I timed my evening walk perfectly tonight. The sunset was
gift-wrapped in a ribbon of flame-orange cloud which glowed parallel with the
western horizon. It wasn’t quite the flamingo hour that Virginia Woolf wrote
of, but this wasn’t smog-filled London but the comparatively clean-aired Sussex
coast. I took my usual route with the dogs: along past the paddocks of Foxhole
Farm and onto the promontory of Rookery Hill, down to the levels below and back
up through the wood towards lighted windows and home.
Perfectly I timed things. From the Foxhole paddocks I could
see a surfeit of rooks and jackdaws causing a pell-mell in the sky above
Rookery Hill. It’s a common meeting space where birds from more than one
rookery seem to assemble before dispersing to their roosts. I walked straight
into their party and they took tumbling to the sky again in a startling number –
more than I’ve seen here for a long time. Their evening wasn’t yet done and
they regrouped energetically on the meadow a little further along the hill.
Their black silhouettes in the east sky contrasted and balanced with the
flaming ribbon to the west.
Over and down Rookery Hill to the Bishopstone Road, past
lonely lights which light the road for only the occasional rambler, through the
gate and we plunged into the low meadow, wading into the gloom beneath the
trees. A silk mist was draped across the grass; above, everything was black or
a deepening blue. Further up the hill the party was in full swing: the distant
cacophony of rooks and jackdaws as they flew in wide brush strokes across the
sky. A large group of jackdaws, perhaps a hundred or more strong, played like
starlings or homing pigeons across the sky while rooks rode a fresh easterly
wind high, high up – hanging and hovering like raptors. This swinging party was
all up the far end that I would pass beneath after five or ten more minutes
walk. A small bat passed overhead, a pipistrelle of some sort; then a larger,
unknown one, too big for a pipistrelle.
They are an endless source of fascination, these rooks. Away
from the helter-skelter, at the bottom end of the wood and just above where I
stood, a quite different gathering was playing out. The skeletons of the dead
diseased elms are often empty, but occasionally their stark silhouettes hold a
few birds perching on bare branches. Tonight the lifeless, stricken body of a
dead rook was caught in the uppermost branch of one tree. It appeared to be
skewered shrike-like onto the branch, like a snagged kite, but it was more
likely that it had fallen with wings open and become snagged by the crook of
its wing around a branch. Its lifeless body flapped pathetically in the breeze it
had once commanded. A short but respectful distance away from the bird sat a
group of sullen rooks, in their usual mourning black. Two magpies passed
through close to the dead bird and one of the rooks darted at them, cawing
angrily and demanding that they keep a respectful distance. It did the same to
any other passing bird, then flew back to its perch ten metres distant.

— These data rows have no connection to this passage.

pub mod error;
pub mod keys;
pub mod notice;
pub mod pool;
pub mod pubsub;
pub mod rate_limiter;
pub mod session;
pub mod snapshot;

pub use error::CacheError;
pub use pool::{create_pool, CachePool};
use futures::StreamExt;
use redis::AsyncCommands;
use serde::{de::DeserializeOwned, Serialize};

use crate::error::CacheError;
use crate::pool::CachePool;

/// The five channels subscribers may listen on. Every payload is a JSON
/// object; subscribers must deserialize and act idempotently since at-least-once
/// delivery is all the Cache's pub/sub gives us.
#[derive(Debug, Clone, Copy, PartialEq, Eq)]
pub enum Topic {
    Invalidate,
    NewMessage,
    SystemNotification,
    RoomUpdate,
    ChannelUpdate,
}

impl Topic {
    pub fn as_str(self) -> &'static str {
        match self {
            Topic::Invalidate => "invalidate",
            Topic::NewMessage => "new_message",
            Topic::SystemNotification => "system_notification",
            Topic::RoomUpdate => "room_update",
            Topic::ChannelUpdate => "channel_update",
        }
    }
}

pub async fn publish<T: Serialize>(
    cache: &CachePool,
    topic: Topic,
    payload: &T,
) -> Result<(), CacheError> {
    let mut conn = cache.connection();
    let raw = serde_json::to_string(payload)?;
    let _: i64 = conn.publish(topic.as_str(), raw).await?;
    Ok(())
}

/// Subscribes to `topic` and returns an owned stream of decoded messages.
/// Malformed payloads are skipped rather than killing the subscription, since
/// one bad publisher should not take every listener down.
pub async fn subscribe<T: DeserializeOwned + Send + 'static>(
    cache: &CachePool,
    topic: Topic,
) -> Result<impl futures::Stream<Item = T>, CacheError> {
    let mut pubsub = cache.pubsub().await?;
    pubsub.subscribe(topic.as_str()).await?;
    let stream = pubsub
        .into_on_message()
        .filter_map(|msg| async move {
            let payload: String = msg.get_payload().ok()?;
            serde_json::from_str::<T>(&payload).ok()
        });
    Ok(stream)
}

#[cfg(test)]
mod tests {
    use super::*;

    #[test]
    fn topic_names_match_the_documented_channel_names() {
        assert_eq!(Topic::Invalidate.as_str(), "invalidate");
        assert_eq!(Topic::NewMessage.as_str(), "new_message");
        assert_eq!(Topic::SystemNotification.as_str(), "system_notification");
        assert_eq!(Topic::RoomUpdate.as_str(), "room_update");
        assert_eq!(Topic::ChannelUpdate.as_str(), "channel_update");
    }
}
use axum::{
    extract::FromRequestParts,
    http::{header, request::Parts, StatusCode},
};
use roomrelay_core::AppState;

/// The single admin principal this deployment issues tokens for. There is
/// no per-user model: every mutating route requires this extractor, which
/// validates the bearer JWT and then confirms a live, non-revoked session
/// record still exists in the Cache.
pub struct AdminUser {
    pub username: String,
    pub token_hash: String,
}

impl FromRequestParts<AppState> for AdminUser {
    type Rejection = (StatusCode, &'static str);

    async fn from_request_parts(
        parts: &mut Parts,
        state: &AppState,
    ) -> Result<Self, Self::Rejection> {
        let auth_header = parts
            .headers
            .get(header::AUTHORIZATION)
            .and_then(|v| v.to_str().ok())
            .ok_or((StatusCode::UNAUTHORIZED, "missing authorization header"))?;

        let token = auth_header
            .strip_prefix("Bearer ")
            .ok_or((StatusCode::UNAUTHORIZED, "invalid authorization format"))?;

        let claims = roomrelay_core::auth::validate_token(token, &state.config.jwt_secret)
            .map_err(|_| (StatusCode::UNAUTHORIZED, "invalid or expired token"))?;

        let token_hash = roomrelay_core::auth::token_hash(token);
        let session = roomrelay_cache::session::get_session(&state.cache, &token_hash)
            .await
            .map_err(|_| (StatusCode::INTERNAL_SERVER_ERROR, "cache error"))?
            .ok_or((StatusCode::UNAUTHORIZED, "session expired or revoked"))?;

        if session.username != claims.sub {
            return Err((StatusCode::UNAUTHORIZED, "session does not match token"));
        }

        let over_budget = roomrelay_cache::rate_limiter::check_request_budget(
            &state.cache,
            &claims.sub,
            state.config.rate_limit_requests,
            state.config.rate_limit_window_secs as i64,
        )
        .await
        .map_err(|_| (StatusCode::INTERNAL_SERVER_ERROR, "cache error"))?;
        if over_budget {
            return Err((StatusCode::TOO_MANY_REQUESTS, "rate limited"));
        }

        Ok(AdminUser {
            username: claims.sub,
            token_hash,
        })
    }
}
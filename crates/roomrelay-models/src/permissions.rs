use serde::{Deserialize, Serialize};

#[derive(Debug, Clone, Copy, Serialize, Deserialize, sqlx::FromRow)]
pub struct RoomPermissions {
    pub room_id: i64,
    pub allow_urls: bool,
    pub allow_files: bool,
    pub allow_mentions: bool,
    pub allow_emojis: bool,
    pub enable_bad_word_filter: bool,
    pub max_message_length: i64,
    pub rate_limit_seconds: i64,
}

impl RoomPermissions {
    pub fn defaults(room_id: i64) -> Self {
        Self {
            room_id,
            allow_urls: true,
            allow_files: true,
            allow_mentions: true,
            allow_emojis: true,
            enable_bad_word_filter: false,
            max_message_length: 2000,
            rate_limit_seconds: 0,
        }
    }
}

#[derive(Debug, Clone, Default, Deserialize)]
pub struct PermissionsPatch {
    pub allow_urls: Option<bool>,
    pub allow_files: Option<bool>,
    pub allow_mentions: Option<bool>,
    pub allow_emojis: Option<bool>,
    pub enable_bad_word_filter: Option<bool>,
    pub max_message_length: Option<i64>,
    pub rate_limit_seconds: Option<i64>,
}

impl RoomPermissions {
    pub fn apply_patch(&mut self, patch: &PermissionsPatch) {
        if let Some(v) = patch.allow_urls {
            self.allow_urls = v;
        }
        if let Some(v) = patch.allow_files {
            self.allow_files = v;
        }
        if let Some(v) = patch.allow_mentions {
            self.allow_mentions = v;
        }
        if let Some(v) = patch.allow_emojis {
            self.allow_emojis = v;
        }
        if let Some(v) = patch.enable_bad_word_filter {
            self.enable_bad_word_filter = v;
        }
        if let Some(v) = patch.max_message_length {
            self.max_message_length = v;
        }
        if let Some(v) = patch.rate_limit_seconds {
            self.rate_limit_seconds = v;
        }
    }
}

#[cfg(test)]
mod tests {
    use super::*;

    #[test]
    fn defaults_are_permissive() {
        let perms = RoomPermissions::defaults(1);
        assert!(perms.allow_urls);
        assert!(perms.allow_files);
        assert_eq!(perms.rate_limit_seconds, 0);
    }

    #[test]
    fn patch_only_overwrites_present_fields() {
        let mut perms = RoomPermissions::defaults(1);
        perms.apply_patch(&PermissionsPatch {
            allow_urls: Some(false),
            ..Default::default()
        });
        assert!(!perms.allow_urls);
        assert!(perms.allow_files);
    }
}
use roomrelay_cache::CachePool;

use crate::error::{CoreError, PolicyRejection};

/// Wraps the Cache's atomic sliding-window primitive and turns a hit into
/// the pipeline's `RateLimited` rejection. `window_secs` is the room's
/// `rate_limit_seconds`; 0 disables the check entirely. A Cache failure is
/// an infrastructure error, not a policy outcome, so it stays a `CoreError`
/// rather than being folded into `PolicyRejection`.
pub async fn check(
    cache: &CachePool,
    room_id: i64,
    author_id: i64,
    window_secs: i64,
) -> Result<(), CoreError> {
    let limited =
        roomrelay_cache::rate_limiter::check_and_increment(cache, room_id, author_id, window_secs)
            .await?;
    if limited {
        return Err(PolicyRejection::RateLimited {
            retry_after_secs: window_secs,
        }
        .into());
    }
    Ok(())
}
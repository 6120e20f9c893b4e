use std::sync::atomic::{AtomicI64, Ordering};

/// Count of currently-connected, authenticated dashboards, fed into every
/// `live_stats` push. Process-local: with multiple `roomrelay-server`
/// instances behind a load balancer, each only reports its own share.
static CONNECTED_DASHBOARDS: AtomicI64 = AtomicI64::new(0);

pub fn connected_dashboards() -> i64 {
    CONNECTED_DASHBOARDS.load(Ordering::Relaxed)
}

/// Marks one dashboard connection as live for the lifetime of this guard;
/// decrements on drop so a panicked or early-returned handler task can't
/// leak the count upward forever.
pub struct DashboardGuard;

impl DashboardGuard {
    pub fn acquire() -> Self {
        CONNECTED_DASHBOARDS.fetch_add(1, Ordering::Relaxed);
        Self
    }
}

impl Drop for DashboardGuard {
    fn drop(&mut self) {
        CONNECTED_DASHBOARDS.fetch_sub(1, Ordering::Relaxed);
    }
}
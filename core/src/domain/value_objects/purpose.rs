//! Purpose of an OTP dispatch.

use serde::{Deserialize, Serialize};

/// Why a one-time code is being sent to an address.
///
/// The registration flow only uses `AccountVerification`; `PasswordReset` is
/// reserved for the recovery flow that shares the same OTP backend.
#[derive(Debug, Clone, Copy, PartialEq, Eq, Serialize, Deserialize)]
pub enum OtpPurpose {
    AccountVerification,
    PasswordReset,
}

impl OtpPurpose {
    /// The numeric purpose value the backend expects.
    pub fn wire_value(&self) -> i32 {
        match self {
            OtpPurpose::AccountVerification => 1,
            OtpPurpose::PasswordReset => 2,
        }
    }
}

#[cfg(test)]
mod tests {
    use super::*;

    #[test]
    fn test_wire_values() {
        assert_eq!(OtpPurpose::AccountVerification.wire_value(), 1);
        assert_eq!(OtpPurpose::PasswordReset.wire_value(), 2);
    }
}
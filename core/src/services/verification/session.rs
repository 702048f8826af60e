//! OTP verification session implementation.

use std::sync::atomic::{AtomicBool, Ordering};
use std::sync::{Arc, Mutex};

use chrono::{Duration, Utc};
use once_cell::sync::Lazy;
use regex::Regex;

use crate::domain::entities::otp_challenge::{AttemptState, OtpChallenge};
use crate::domain::value_objects::OtpPurpose;
use crate::errors::{OtpError, OtpResult};

use super::config::OtpSessionConfig;
use super::cooldown::Cooldown;
use super::traits::OtpTransport;
use super::types::CodeDispatch;

/// Codes are 4 to 8 digits; anything else fails before any network call.
static CODE_PATTERN: Lazy<Regex> =
    Lazy::new(|| Regex::new(r"^[0-9]{4,8}$").expect("code pattern is valid"));

/// Session managing the full lifecycle of one OTP exchange.
///
/// The session owns its [`OtpChallenge`] exclusively; callers observe it
/// through [`challenge`](Self::challenge) snapshots. State is guarded by a
/// mutex that is never held across an await, so a second dispatch or verify
/// while one is in flight is rejected instead of run concurrently. Failures
/// are surfaced to the caller and never retried automatically.
pub struct OtpVerificationSession<T: OtpTransport> {
    /// Transport to the OTP backend
    transport: Arc<T>,
    /// Session configuration
    config: OtpSessionConfig,
    /// The single challenge this session tracks
    challenge: Mutex<OtpChallenge>,
    /// Resend countdown
    cooldown: Mutex<Cooldown>,
    /// Cleared on teardown; late responses are discarded once false
    alive: AtomicBool,
}

impl<T: OtpTransport> OtpVerificationSession<T> {
    /// Create a session for one email address and purpose.
    pub fn new(
        transport: Arc<T>,
        email: impl Into<String>,
        purpose: OtpPurpose,
        config: OtpSessionConfig,
    ) -> Self {
        Self {
            transport,
            config,
            challenge: Mutex::new(OtpChallenge::new(email, purpose)),
            cooldown: Mutex::new(Cooldown::idle()),
            alive: AtomicBool::new(true),
        }
    }

    /// Snapshot of the current challenge state.
    pub fn challenge(&self) -> OtpChallenge {
        self.challenge.lock().expect("challenge lock poisoned").clone()
    }

    /// Seconds until resend becomes available. Ticks down to exactly zero.
    pub fn cooldown_remaining(&self) -> u64 {
        self.cooldown.lock().expect("cooldown lock poisoned").remaining()
    }

    /// Request a code dispatch.
    ///
    /// Rejected while the cooldown is running, while another dispatch or
    /// verify is in flight, and after the session is closed. On success the
    /// challenge moves to `AwaitingCode` and the cooldown restarts.
    pub async fn request_code(&self) -> OtpResult<CodeDispatch> {
        if !self.alive.load(Ordering::SeqCst) {
            return Err(OtpError::SessionClosed);
        }

        let (email, purpose) = {
            let mut challenge = self.challenge.lock().expect("challenge lock poisoned");
            let remaining = self.cooldown_remaining();
            if remaining > 0 {
                tracing::warn!(
                    email = challenge.target_email(),
                    cooldown_remaining = remaining,
                    event = "otp_resend_blocked",
                    "Code requested while cooldown is still running"
                );
                return Err(OtpError::CooldownActive { remaining });
            }
            challenge.begin_send()?;
            (challenge.target_email().to_string(), challenge.purpose())
        };

        let result = self.transport.request_code(&email, purpose).await;

        if !self.alive.load(Ordering::SeqCst) {
            // The view went away while the request was out; drop the result.
            return Err(OtpError::SessionClosed);
        }

        let mut challenge = self.challenge.lock().expect("challenge lock poisoned");
        match result {
            Ok(()) => {
                let dispatched_at = Utc::now();
                challenge.mark_dispatched(dispatched_at);
                self.cooldown
                    .lock()
                    .expect("cooldown lock poisoned")
                    .start(self.config.cooldown_seconds);
                tracing::info!(
                    email = challenge.target_email(),
                    challenge_id = %challenge.id,
                    event = "otp_dispatched",
                    "Verification code dispatched"
                );
                Ok(CodeDispatch {
                    challenge_id: challenge.id,
                    dispatched_at,
                    next_resend_at: dispatched_at
                        + Duration::seconds(self.config.cooldown_seconds as i64),
                })
            }
            Err(failure) => {
                let message = failure.message();
                challenge.mark_send_failed(&message);
                tracing::warn!(
                    email = challenge.target_email(),
                    error = %message,
                    event = "otp_dispatch_failed",
                    "Verification code dispatch failed"
                );
                Err(OtpError::Api(failure))
            }
        }
    }

    /// Explicit resend once the cooldown has elapsed.
    ///
    /// Same preconditions as [`request_code`](Self::request_code); kept as a
    /// separate operation so call sites read as what the user did.
    pub async fn resend_code(&self) -> OtpResult<CodeDispatch> {
        {
            let challenge = self.challenge.lock().expect("challenge lock poisoned");
            if challenge.dispatched_at().is_none() {
                return Err(OtpError::NoOutstandingCode);
            }
        }
        self.request_code().await
    }

    /// Verify a user-supplied code.
    ///
    /// A code failing `^[0-9]{4,8}$` is rejected with `InvalidFormat`
    /// before any network call. At most one verify request is in flight at a
    /// time; a failed verify leaves the challenge retryable until attempts
    /// run out.
    pub async fn verify_code(&self, code: &str) -> OtpResult<()> {
        if !self.alive.load(Ordering::SeqCst) {
            return Err(OtpError::SessionClosed);
        }

        let code = code.trim();
        if !CODE_PATTERN.is_match(code) {
            return Err(OtpError::InvalidFormat);
        }

        let (email, purpose) = {
            let mut challenge = self.challenge.lock().expect("challenge lock poisoned");
            challenge.begin_verify()?;
            (challenge.target_email().to_string(), challenge.purpose())
        };

        let result = self.transport.verify_code(&email, code, purpose).await;

        if !self.alive.load(Ordering::SeqCst) {
            return Err(OtpError::SessionClosed);
        }

        let mut challenge = self.challenge.lock().expect("challenge lock poisoned");
        match result {
            Ok(()) => {
                challenge.mark_verified();
                tracing::info!(
                    email = challenge.target_email(),
                    challenge_id = %challenge.id,
                    event = "otp_verified",
                    "Verification code accepted"
                );
                Ok(())
            }
            Err(failure) => {
                let message = failure.message();
                challenge.mark_verify_failed(&message);
                tracing::warn!(
                    email = challenge.target_email(),
                    error = %message,
                    remaining_attempts = challenge.remaining_attempts(),
                    event = "otp_verify_failed",
                    "Verification code rejected"
                );
                Err(OtpError::Api(failure))
            }
        }
    }

    /// Tear the session down.
    ///
    /// Stops the cooldown task and makes every pending or future operation
    /// return `SessionClosed` instead of mutating state.
    pub fn close(&self) {
        self.alive.store(false, Ordering::SeqCst);
        self.cooldown.lock().expect("cooldown lock poisoned").cancel();
        tracing::debug!(event = "otp_session_closed", "OTP session closed");
    }

    /// Whether the session is still accepting operations.
    pub fn is_open(&self) -> bool {
        self.alive.load(Ordering::SeqCst)
    }

    /// Whether the challenge reached its verified terminal state.
    pub fn is_verified(&self) -> bool {
        self.challenge.lock().expect("challenge lock poisoned").state() == AttemptState::Verified
    }
}

impl<T: OtpTransport> Drop for OtpVerificationSession<T> {
    fn drop(&mut self) {
        self.close();
    }
}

Other
rooks joined it and sat quietly. It was in complete contrast to the festivities
at the other end of the wood, which continued oblivious to this sad scene. I
swear these birds were holding a vigil. The bereaved bird kept his or her place
on the branch; others joined it, sat quietly for a while, some remained the
full while, others passed on to be replaced by new birds, well-wishers,
grief-sharers. The breeze slowed to nothing momentarily, as if the world had
paused in that space between an in-breath and out-breath, or between an
out-breath and in-breath. Slowly and respectfully, it resumed. All the time,
those few rooks sat like silent black points marking a punctuated life. I didn’t
know at that moment if I’ve ever seen such a sad sight: anguish before me
balanced by jubilation at the other end of the wood. I stood and watched in
silence with the dogs until the silhouettes melted into the night. Those few
constant birds were still there when it became too dark to discern them.
Another bat passed just above my head, now only a hint in
the darkness. A strong thirty mile breeze is forecast tonight. I wonder whether
the dead bird will take its final flight in this breeze, spiralling down
through the trees onto the leaf litter below, seen only by the fox, or whether that other bird,
its companion or mate or parent, will keep its vigil until then.
We passed silently through the calm of the low meadow and back up through the trees. In the canopy above the party was over, the birds safely tucked away in their roost with only the occasional caw from amongst the branches. The party was over for another night.